* **Your task**: Transcribe every entry precisely, omitting nothing.

* **Records supplied**:

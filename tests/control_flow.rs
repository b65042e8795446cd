mod common;

use common::*;
use tmpl::Value;

const LETTER: &str = "Dear {{.Name}},{{if .Attended}}yes{{else}}no{{end}}";

#[test]
fn test_if_else_on_record() {
    assert_eq!(render(LETTER, &letter(true)), "Dear Aunt Mildred,yes");
    assert_eq!(render(LETTER, &letter(false)), "Dear Aunt Mildred,no");
}

#[test]
fn test_if_without_else() {
    assert_eq!(render("a{{if .}}b{{end}}c", &Value::Bool(false)), "ac");
    assert_eq!(render("a{{if .}}b{{end}}c", &Value::Bool(true)), "abc");
}

#[test]
fn test_else_if_chain() {
    let text = "{{if lt . 10}}small{{else if lt . 100}}medium{{else}}large{{end}}";
    assert_eq!(render(text, &Value::Int(3)), "small");
    assert_eq!(render(text, &Value::Int(30)), "medium");
    assert_eq!(render(text, &Value::Int(300)), "large");
}

#[test]
fn test_range_else_if_chain() {
    let text = "{{range .}}x{{else if true}}alt{{else}}none{{end}}";
    assert_eq!(render(text, &ints(&[])), "alt");
    assert_eq!(render(text, &ints(&[1])), "x");
    let text = "{{range .}}x{{else if false}}alt{{else}}none{{end}}";
    assert_eq!(render(text, &ints(&[])), "none");
}

#[test]
fn test_with_chains_only_with() {
    let text = "{{with .a}}A{{else with .b}}B{{.}}{{else}}none{{end}}";
    assert_eq!(render(text, &Value::map(vec![("b", Value::Int(2))])), "B2");
    assert_eq!(
        parse_error("{{with .}}a{{else if .}}b{{end}}").message,
        "unexpected <if> in input"
    );
}

#[test]
fn test_truthiness() {
    let text = "{{if .}}T{{else}}F{{end}}";
    for (value, expected) in [
        (Value::Nil, "F"),
        (Value::Int(0), "F"),
        (Value::Int(-2), "T"),
        (Value::Float(0.0), "F"),
        (Value::string(""), "F"),
        (Value::string("0"), "T"),
        (ints(&[]), "F"),
        (ints(&[0]), "T"),
        (Value::map(Vec::<(String, Value)>::new()), "F"),
        (letter(false), "T"),
    ] {
        assert_eq!(render(text, &value), expected, "truthiness of {:?}", value);
    }
}

#[test]
fn test_range_over_items() {
    let text = "{{range .Items}}{{.}}{{else}}none{{end}}";
    let full = Value::map(vec![("Items", ints(&[1, 2, 3]))]);
    let empty = Value::map(vec![("Items", ints(&[]))]);
    assert_eq!(render(text, &full), "123");
    assert_eq!(render(text, &empty), "none");
}

#[test]
fn test_range_with_index_and_element() {
    let text = "{{range $i, $name := .}}{{if $i}}, {{end}}{{$i}}:{{$name}}{{end}}";
    assert_eq!(render(text, &strings(&["a", "b", "c"])), "0:a, 1:b, 2:c");
}

#[test]
fn test_range_over_map_binds_key() {
    let text = "{{range $k, $v := .scores}}{{$k}}={{$v}} {{end}}";
    assert_eq!(render(text, &make_team()), "a=1 b=2 ");
    assert_eq!(render("{{range .scores}}{{.}}{{end}}", &make_team()), "12");
}

#[test]
fn test_range_over_integer() {
    assert_eq!(render("{{range $i := 4}}{{$i}}{{end}}", &Value::Nil), "0123");
    assert_eq!(render("{{range 0}}x{{else}}zero{{end}}", &Value::Nil), "zero");
}

#[test]
fn test_range_restores_dot() {
    let text = "{{.team}}:{{range .members}}{{.Name}} {{end}}{{.team}}";
    assert_eq!(render(text, &make_team()), "core:Alice Bob Carol core");
}

#[test]
fn test_nested_range_uses_root_variable() {
    let text = "{{range .members}}{{$m := .Name}}{{range .Tags}}{{$.team}}/{{$m}}/{{.}} {{end}}{{end}}";
    assert_eq!(render(text, &make_team()), "core/Alice/admin core/Alice/dev core/Carol/ops ");
}

#[test]
fn test_with_and_else() {
    let text = "{{with .Gift}}got {{.}}{{else}}nothing{{end}}";
    assert_eq!(render(text, &letter(true)), "got bone china tea set");
    assert_eq!(
        render(text, &Value::map(vec![("Gift", Value::string(""))])),
        "nothing"
    );
}

#[test]
fn test_with_declaration() {
    let text = "{{with $g := .Gift}}{{$g}}{{end}}";
    assert_eq!(render(text, &letter(true)), "bone china tea set");
}

#[test]
fn test_assignment_reaches_outer_variable() {
    let text = "{{$last := \"\"}}{{range .}}{{$last = .}}{{end}}{{$last}}";
    assert_eq!(render(text, &strings(&["x", "y", "z"])), "z");
}

#[test]
fn test_branch_declarations_do_not_leak() {
    let err = parse_error("{{if true}}{{$x := 1}}{{end}}{{$x}}");
    assert_eq!(err.message, "undefined variable \"$x\"");
}

#[test]
fn test_range_over_string_is_an_error() {
    let err = exec_error("{{range .}}{{end}}", &Value::string("abc"));
    assert!(err.to_string().starts_with("range can't iterate over"));
}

* **Written answer**:
filename tests/control_flow.rs
repository b65042e8795446cd
mod common;

use common::*;
use tmpl::Value;

const LETTER: &str = "Dear {{.Name}},{{if .Attended}}yes{{else}}no{{end}}";

#[test]
fn test_if_else_on_record() {
    assert_eq!(render(LETTER, &letter(true)), "Dear Aunt Mildred,yes");
    assert_eq!(render(LETTER, &letter(false)), "Dear Aunt Mildred,no");
}

#[test]
fn test_if_without_else() {
    assert_eq!(render("a{{if .}}b{{end}}c", &Value::Bool(false)), "ac");
    assert_eq!(render("a{{if .}}b{{end}}c", &Value::Bool(true)), "abc");
}

#[test]
fn test_else_if_chain() {
    let text = "{{if lt . 10}}small{{else if lt . 100}}medium{{else}}large{{end}}";
    assert_eq!(render(text, &Value::Int(3)), "small");
    assert_eq!(render(text, &Value::Int(30)), "medium");
    assert_eq!(render(text, &Value::Int(300)), "large");
}

#[test]
fn test_range_else_if_chain() {
    let text = "{{range .}}x{{else if true}}alt{{else}}none{{end}}";
    assert_eq!(render(text, &ints(&[])), "alt");
    assert_eq!(render(text, &ints(&[1])), "x");
    let text = "{{range .}}x{{else if false}}alt{{else}}none{{end}}";
    assert_eq!(render(text, &ints(&[])), "none");
}

#[test]
fn test_with_chains_only_with() {
    let text = "{{with .a}}A{{else with .b}}B{{.}}{{else}}none{{end}}";
    assert_eq!(render(text, &Value::map(vec![("b", Value::Int(2))])), "B2");
    assert_eq!(
        parse_error("{{with .}}a{{else if .}}b{{end}}").message,
        "unexpected <if> in input"
    );
}

#[test]
fn test_truthiness() {
    let text = "{{if .}}T{{else}}F{{end}}";
    for (value, expected) in [
        (Value::Nil, "F"),
        (Value::Int(0), "F"),
        (Value::Int(-2), "T"),
        (Value::Float(0.0), "F"),
        (Value::string(""), "F"),
        (Value::string("0"), "T"),
        (ints(&[]), "F"),
        (ints(&[0]), "T"),
        (Value::map(Vec::<(String, Value)>::new()), "F"),
        (letter(false), "T"),
    ] {
        assert_eq!(render(text, &value), expected, "truthiness of {:?}", value);
    }
}

#[test]
fn test_range_over_items() {
    let text = "{{range .Items}}{{.}}{{else}}none{{end}}";
    let full = Value::map(vec![("Items", ints(&[1, 2, 3]))]);
    let empty = Value::map(vec![("Items", ints(&[]))]);
    assert_eq!(render(text, &full), "123");
    assert_eq!(render(text, &empty), "none");
}

#[test]
fn test_range_with_index_and_element() {
    let text = "{{range $i, $name := .}}{{if $i}}, {{end}}{{$i}}:{{$name}}{{end}}";
    assert_eq!(render(text, &strings(&["a", "b", "c"])), "0:a, 1:b, 2:c");
}

#[test]
fn test_range_over_map_binds_key() {
    let text = "{{range $k, $v := .scores}}{{$k}}={{$v}} {{end}}";
    assert_eq!(render(text, &make_team()), "a=1 b=2 ");
    assert_eq!(render("{{range .scores}}{{.}}{{end}}", &make_team()), "12");
}

#[test]
fn test_range_over_integer() {
    assert_eq!(render("{{range $i := 4}}{{$i}}{{end}}", &Value::Nil), "0123");
    assert_eq!(render("{{range 0}}x{{else}}zero{{end}}", &Value::Nil), "zero");
}

#[test]
fn test_range_restores_dot() {
    let text = "{{.team}}:{{range .members}}{{.Name}} {{end}}{{.team}}";
    assert_eq!(render(text, &make_team()), "core:Alice Bob Carol core");
}

#[test]
fn test_nested_range_uses_root_variable() {
    let text = "{{range .members}}{{$m := .Name}}{{range .Tags}}{{$.team}}/{{$m}}/{{.}} {{end}}{{end}}";
    assert_eq!(render(text, &make_team()), "core/Alice/admin core/Alice/dev core/Carol/ops ");
}

#[test]
fn test_with_and_else() {
    let text = "{{with .Gift}}got {{.}}{{else}}nothing{{end}}";
    assert_eq!(render(text, &letter(true)), "got bone china tea set");
    assert_eq!(
        render(text, &Value::map(vec![("Gift", Value::string(""))])),
        "nothing"
    );
}

#[test]
fn test_with_declaration() {
    let text = "{{with $g := .Gift}}{{$g}}{{end}}";
    assert_eq!(render(text, &letter(true)), "bone china tea set");
}

#[test]
fn test_assignment_reaches_outer_variable() {
    let text = "{{$last := \"\"}}{{range .}}{{$last = .}}{{end}}{{$last}}";
    assert_eq!(render(text, &strings(&["x", "y", "z"])), "z");
}

#[test]
fn test_branch_declarations_do_not_leak() {
    let err = parse_error("{{if true}}{{$x := 1}}{{end}}{{$x}}");
    assert_eq!(err.message, "undefined variable \"$x\"");
}

#[test]
fn test_range_over_string_is_an_error() {
    let err = exec_error("{{range .}}{{end}}", &Value::string("abc"));
    assert!(err.to_string().starts_with("range can't iterate over"));
}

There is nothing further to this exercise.